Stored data
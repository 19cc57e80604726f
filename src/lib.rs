pub mod api_connection;
pub mod cache;
pub mod cli;
pub mod config;
pub mod error;
pub mod models;
pub mod nutrition;
pub mod pantry;
pub mod quantity;
pub mod ranking;
pub mod recipe_aggregator;
pub mod recipe_detail;
pub mod sources;
pub mod unit_converter;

### Activity
Write out all of the records word for word.

### Task response
repository 19cc57e80604726f
filename src/lib.rs
pub mod api_connection;
pub mod cache;
pub mod cli;
pub mod config;
pub mod error;
pub mod models;
pub mod nutrition;
pub mod pantry;
pub mod quantity;
pub mod ranking;
pub mod recipe_aggregator;
pub mod recipe_detail;
pub mod sources;
pub mod unit_converter;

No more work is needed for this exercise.